New Delhi - At least six people were killed and 54 injured Sunday in two bombings by suspected separatist rebels in India's north-eastern state of Assam, officials and news reports said. The bombs exploded near a police station in the Nalbari town, some 70 kilometres west of the state capital, Guwahati. They were planted on bicycles parked 50 metres away.
Nalbari police chief Jitmol Doley told the PTI news agency the blasts were carried out by the state's major separatist group, the United Liberation Front of Asom (ULFA).
Assam police, who earlier said there were three explosions, confirmed there were only two blasts.
Four men were killed on the scene while two died on way to hospital, the reports said. The death toll could rise as 34 people were seriously injured in the attacks.
Most of the victims were shoppers or vendors as there was a market teeming with people close to the blast sites. News channels showed locals moving the injured into ambulances amid small fires and damage to vehicles caused by the blasts.
"It was total panic and chaos with human limbs strewn all over the place and blood splattered on the road," Ankur Das, a witness, told the IANS news agency.
"The sound of the first blast was deafening. The second explosion took place in front of our eyes. Many people who came rushing to the site of the first explosion got injured in the second blast," another local Biplab Barman said.
Police teams had cordoned off the blast sites that have a number of shops and were probing the nature of explosives used in the bombings.
"We condemn this most heinous act committed by the ULFA. It is undoubtedly a cowardly act of the ULFA," Assam Chief Minister Tarun Gogoi said.
"We have got information that they have been trying to perpetrate such attacks all over Assam and we have alerted our police," he told reporters.
Following the bombings, locals took to the streets and shouted slogans against the ULFA.

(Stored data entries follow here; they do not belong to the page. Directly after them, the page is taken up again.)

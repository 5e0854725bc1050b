//! Undo/redo over whole-document snapshots.

use std::sync::Arc;

use pagesmith_model::ContentDocument;

/// An ordered list of document snapshots with a cursor on the present one.
///
/// Entries before the cursor are the past, entries after it the future.
/// Accepting a new state drops the future. Snapshots share structure with
/// each other, so keeping every one of them stays cheap for a single page.
#[derive(Debug, Clone)]
pub struct HistoryStore {
    entries: Vec<Arc<ContentDocument>>,
    cursor: usize,
}

impl HistoryStore {
    /// A history holding only `seed`.
    pub fn new(seed: ContentDocument) -> Self {
        Self {
            entries: vec![Arc::new(seed)],
            cursor: 0,
        }
    }

    /// The present snapshot.
    pub fn current(&self) -> &ContentDocument {
        &self.entries[self.cursor]
    }

    /// A shared handle to the present snapshot.
    pub fn current_arc(&self) -> Arc<ContentDocument> {
        Arc::clone(&self.entries[self.cursor])
    }

    /// Record `next` as the present state.
    ///
    /// Returns `false`, leaving the history untouched, when `next` is
    /// structurally equal to the present state.
    pub fn set_state(&mut self, next: ContentDocument) -> bool {
        if *self.current() == next {
            return false;
        }

        self.entries.truncate(self.cursor + 1);
        self.entries.push(Arc::new(next));
        self.cursor = self.entries.len() - 1;

        tracing::trace!(
            "History now holds {} entries, cursor at {}",
            self.entries.len(),
            self.cursor
        );
        true
    }

    /// Step back one snapshot. Returns whether the cursor moved.
    pub fn undo(&mut self) -> bool {
        if self.can_undo() {
            self.cursor -= 1;
            true
        } else {
            false
        }
    }

    /// Step forward one snapshot. Returns whether the cursor moved.
    pub fn redo(&mut self) -> bool {
        if self.can_redo() {
            self.cursor += 1;
            true
        } else {
            false
        }
    }

    pub fn can_undo(&self) -> bool {
        self.cursor > 0
    }

    pub fn can_redo(&self) -> bool {
        self.cursor + 1 < self.entries.len()
    }

    pub fn cursor(&self) -> usize {
        self.cursor
    }

    /// Number of snapshots, present included.
    pub fn len(&self) -> usize {
        self.entries.len()
    }

    pub fn is_empty(&self) -> bool {
        self.entries.is_empty()
    }

    /// Snapshots before the present one, oldest first.
    pub fn past(&self) -> &[Arc<ContentDocument>] {
        &self.entries[..self.cursor]
    }

    /// Snapshots after the present one, nearest first.
    pub fn future(&self) -> &[Arc<ContentDocument>] {
        &self.entries[self.cursor + 1..]
    }
}

#[cfg(test)]
mod tests {
    use super::*;
    use pagesmith_model::{Banner, Section, SectionKind};
    use pretty_assertions::assert_eq;

    fn doc(title: &str) -> ContentDocument {
        ContentDocument::new(
            Banner {
                title: title.to_string(),
                ..Default::default()
            },
            vec![],
        )
    }

    #[test]
    fn starts_with_seed_only() {
        let history = HistoryStore::new(doc("seed"));

        assert_eq!(history.len(), 1);
        assert_eq!(history.cursor(), 0);
        assert!(!history.can_undo());
        assert!(!history.can_redo());
        assert_eq!(history.current().banner.title, "seed");
    }

    #[test]
    fn setting_the_current_state_is_a_no_op() {
        let mut history = HistoryStore::new(doc("seed"));
        history.set_state(doc("one"));

        assert!(!history.set_state(doc("one")));
        assert!(!history.set_state(history.current().clone()));
        assert_eq!(history.len(), 2);
        assert_eq!(history.cursor(), 1);
    }

    #[test]
    fn undo_then_redo_round_trips() {
        let mut history = HistoryStore::new(doc("seed"));
        let titles = ["a", "b", "c", "d"];
        for title in titles {
            assert!(history.set_state(doc(title)));
        }
        let last = history.current().clone();

        for _ in 0..titles.len() {
            assert!(history.undo());
        }
        assert_eq!(history.current(), &doc("seed"));

        for _ in 0..titles.len() {
            assert!(history.redo());
        }
        assert_eq!(history.current(), &last);
    }

    #[test]
    fn undo_and_redo_clamp_at_bounds() {
        let mut history = HistoryStore::new(doc("seed"));
        assert!(!history.undo());
        assert_eq!(history.cursor(), 0);

        history.set_state(doc("a"));
        assert!(!history.redo());
        assert_eq!(history.cursor(), 1);
    }

    #[test]
    fn new_state_after_undo_drops_the_future() {
        let mut history = HistoryStore::new(doc("seed"));
        history.set_state(doc("a"));
        history.set_state(doc("b"));
        history.undo();
        history.undo();
        assert_eq!(history.future().len(), 2);

        history.set_state(doc("c"));

        assert_eq!(history.len(), 2);
        assert!(history.future().is_empty());
        assert!(!history.can_redo());
        assert_eq!(history.past().len(), 1);
        assert_eq!(history.current().banner.title, "c");
    }

    #[test]
    fn can_flags_follow_the_cursor() {
        let mut history = HistoryStore::new(doc("seed"));
        history.set_state(doc("a"));
        history.set_state(doc("b"));

        assert!(history.can_undo() && !history.can_redo());
        history.undo();
        assert!(history.can_undo() && history.can_redo());
        history.undo();
        assert!(!history.can_undo() && history.can_redo());
    }

    #[test]
    fn equality_is_structural_not_positional() {
        let base = ContentDocument::new(
            Banner::default(),
            vec![Section::new(1, SectionKind::Text, "A")],
        );
        let mut history = HistoryStore::new(base.clone());

        // A deep copy with fresh allocations is still the same state.
        let copy: ContentDocument =
            serde_json::from_str(&serde_json::to_string(&base).unwrap()).unwrap();
        assert!(!history.set_state(copy));
    }
}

Police intensified patrols and canducted security checks. Fearing more blasts, the local administration warned people to stay indoors.
Assam has been relatively peaceful since the last bombing by ULFA in April claimed eight lives.
The explosions are seen as a retaliatory strike by the outlawed group after two of its senior leaders were arrested earlier this month in neighbouring Bangladesh and handed over to Indian authorities.
Nalbari is a hotbed of ULFA activities and headquarters of its "strike battalion". The group has been fighting for an independent homeland since 1979.
India's north-east, which shares borders with China, Myanmar and Bangladesh, is a volatile region where nearly 40 separatist, tribal or leftist armed groups are active in five states.
More than 15,000 people have lost their lives to insurgency in the region in the past decade.